Safety-critical applications are significantly increasing the adoption of ADAS SoCs. However, it is required that the ADAS SoC along with all semiconductor components including the IP that is integrated into the SoC meet the ISO 26262 functional safety standard.

Meeting ISO 26262 Functional Safety Standard Requirements

ISO 26262 is a standard that defines the impacts of failures in automotive systems at four different Automotive Safety Integrity Levels (ASILs): A, B, C, and D; ASIL D is the highest level of functional safety. The ISO 26262 standard defines all the processes, development efforts, and standards that automotive development organizations must implement and comply with when developing products for safety-critical systems. A key objective of ISO 26262 standard is to minimize the susceptibility to all types of random hardware failures, including permanent failures or transient failures, by:

• Defining the functional safety requirements when developing products
• Applying rigor to the development process
• Defining a safety culture
• Implement safety features to minimize the impact of hardware failures
• Assess and analyze the impact of the safety features to ensure mitigation of hardware failures

Industry-accredited inspection companies, such as SGS-TUV Saar, are available to audit products and processes for compliance and certification of ISO 26262.

The ISO 26262 certification process includes multiple steps, policies, and reports and must start from the very beginning of product development. For example, the failure mode effect and diagnosis analysis (FMEDA), a report that development teams generate, provides all the information regarding the adherence to ISO 26262 from a functional safety perspective. Created by design and verification engineers, the report is a critical component of an ASIL assessment, not just for evidence of compliance but also for design targets and a rating assessment at the end of the development flow. Designated safety managers, separate from the development organization, who are fully trained to monitor the development process, milestones and product reviews, ensure all the documentation and traceability is completed throughout the SoC development flow as defined by the standard. The FMEDA report also includes a summary of the safety features, their development, and verification. It clearly documents the safety features contained in the products and how these products react to the random faults that are injected into them. The FMEDA report is mandatory and is given to all parties involved in the product review process.

How ISO 26262 Certification is Implemented

A standard SoC or IP product development flow starts with register-transfer level (RTL) design, which is then implemented, verified, and validated in hardware and software in the final prototypes.

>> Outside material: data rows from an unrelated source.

#[cfg(test)]
mod tests {
    use super::*;

    fn code_phrase(terminology: &str, code: &str) -> ObjectNode {
        code_phrase_node(terminology.to_string(), code.to_string())
    }

    fn reason(outcome: TerseOutcome) -> String {
        match outcome {
            TerseOutcome::Invalid(err) => err.reason,
            other => panic!("expected invalid content, got {other:?}"),
        }
    }

    #[test]
    fn test_code_phrase_encode() {
        assert_eq!(
            CodePhraseRule.encode(&code_phrase("ISO_639-1", "en")).as_deref(),
            Some("ISO_639-1::en")
        );
        assert_eq!(
            CodePhraseRule.encode(&code_phrase("SNOMED-CT(2003)", "123")).as_deref(),
            Some("SNOMED-CT::2003::123")
        );
        assert_eq!(
            CodePhraseRule.encode(&code_phrase("local", "a:b|c")).as_deref(),
            Some(r"local::a\:b\|c")
        );
    }

    #[test]
    fn test_code_phrase_decode() {
        assert_eq!(
            CodePhraseRule.decode("ISO_639-1::en"),
            TerseOutcome::Parsed(code_phrase("ISO_639-1", "en"))
        );
        assert_eq!(
            CodePhraseRule.decode("SNOMED-CT::2003::123"),
            TerseOutcome::Parsed(code_phrase("SNOMED-CT(2003)", "123"))
        );
        assert_eq!(
            CodePhraseRule.decode(r"local::a\:b\|c"),
            TerseOutcome::Parsed(code_phrase("local", "a:b|c"))
        );
        assert_eq!(
            CodePhraseRule.decode("http://example.org/a"),
            TerseOutcome::NotTerseSyntax
        );
        assert_eq!(CodePhraseRule.decode("plain"), TerseOutcome::NotTerseSyntax);
        assert_eq!(CodePhraseRule.decode(r"a\::b"), TerseOutcome::NotTerseSyntax);
    }

    #[test]
    fn test_code_phrase_invalid_content() {
        assert_eq!(reason(CodePhraseRule.decode("::en")), "empty component");
        assert_eq!(reason(CodePhraseRule.decode("ISO::")), "empty component");
        assert!(reason(CodePhraseRule.decode("a::b::c::d")).contains("found 4"));
        assert!(reason(CodePhraseRule.decode("a:::b")).contains("ambiguous"));
        assert!(reason(CodePhraseRule.decode(r"a::b\")).contains("dangling"));
        assert!(reason(CodePhraseRule.decode(r"a::\qb")).contains("unknown escape"));
    }

    #[test]
    fn test_code_phrase_with_extra_fields_is_not_encoded() {
        let mut node = code_phrase("ISO_639-1", "en");
        node.insert("preferred_term", "English");
        assert_eq!(CodePhraseRule.encode(&node), None);

        node.insert("preferred_term", GenericNode::Null);
        assert!(CodePhraseRule.encode(&node).is_some());

        assert_eq!(CodePhraseRule.encode(&code_phrase("", "en")), None);
    }

    #[test]
    fn test_coded_text_round_trip() {
        let node = ObjectNode::tagged(DV_CODED_TEXT)
            .with("value", "event")
            .with("defining_code", code_phrase("openehr", "433"));
        let terse = CodedTextRule.encode(&node).unwrap();
        assert_eq!(terse, "openehr::433|event|");
        assert_eq!(CodedTextRule.decode(&terse), TerseOutcome::Parsed(node));

        let escaped = ObjectNode::tagged(DV_CODED_TEXT)
            .with("value", "a|b: c")
            .with("defining_code", code_phrase("local", "at0001"));
        let terse = CodedTextRule.encode(&escaped).unwrap();
        assert_eq!(terse, r"local::at0001|a\|b\: c|");
        assert_eq!(CodedTextRule.decode(&terse), TerseOutcome::Parsed(escaped));
    }

    #[test]
    fn test_coded_text_classification() {
        assert_eq!(CodedTextRule.decode("openehr::433"), TerseOutcome::NotTerseSyntax);
        assert_eq!(CodedTextRule.decode("a|b|"), TerseOutcome::NotTerseSyntax);
        assert_eq!(
            CodedTextRule.decode("openehr::433|event"),
            TerseOutcome::NotTerseSyntax
        );
        assert_eq!(reason(CodedTextRule.decode("openehr::433||")), "rendered text is empty");
        assert!(reason(CodedTextRule.decode("openehr::433|a|b|")).contains("unescaped '|'"));
        assert!(reason(CodedTextRule.decode("openehr::433|")).contains("missing rendered text"));
        assert_eq!(reason(CodedTextRule.decode("::433|event|")), "empty component");
    }

    #[test]
    fn test_coded_text_rejects_unexpressible_fields() {
        let node = ObjectNode::tagged(DV_CODED_TEXT)
            .with("value", "event")
            .with("formatting", "bold")
            .with("defining_code", code_phrase("openehr", "433"));
        assert_eq!(CodedTextRule.encode(&node), None);

        let empty = ObjectNode::tagged(DV_CODED_TEXT)
            .with("value", "")
            .with("defining_code", code_phrase("openehr", "433"));
        assert_eq!(CodedTextRule.encode(&empty), None);
    }

    #[test]
    fn test_register_replaces_rule_for_same_type() {
        let mut codec = TerseCodec::default();
        assert_eq!(codec.rules().count(), 2);
        codec.register(Box::new(CodePhraseRule));
        let names: Vec<_> = codec.rules().map(|r| r.type_name()).collect();
        assert_eq!(names, vec![DV_CODED_TEXT, CODE_PHRASE]);
        assert!(TerseCodec::empty().rule_for(CODE_PHRASE).is_none());
    }

    #[test]
    fn test_quick_classifiers() {
        assert!(is_terse_code_phrase("ISO_639-1::en"));
        assert!(!is_terse_code_phrase("openehr::433|event|"));
        assert!(is_terse_coded_text("openehr::433|event|"));
        assert!(!is_terse_coded_text("ISO_639-1::en"));
    }
}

An ISO 26262 compliant development adds additional steps over the standard design process including at the very start when defining a core architecture and specification. Designers define a safety plan that includes safety features and goals. The product team and safety manager reviews the safety plan and strategy to achieve the designated functional safety for the end application. It is important to conduct a failure analysis by injecting faults to assess the safety level and the system¡¯s reaction to those faults. The FMEDA shows a fault injection analysis for both permanent and transient faults to assess the impact. The analysis and assessments are clearly documented in the FMEDA report as part of the ISO 26262 certification process along with the safety manuals. This entire process is shown in Figure 2.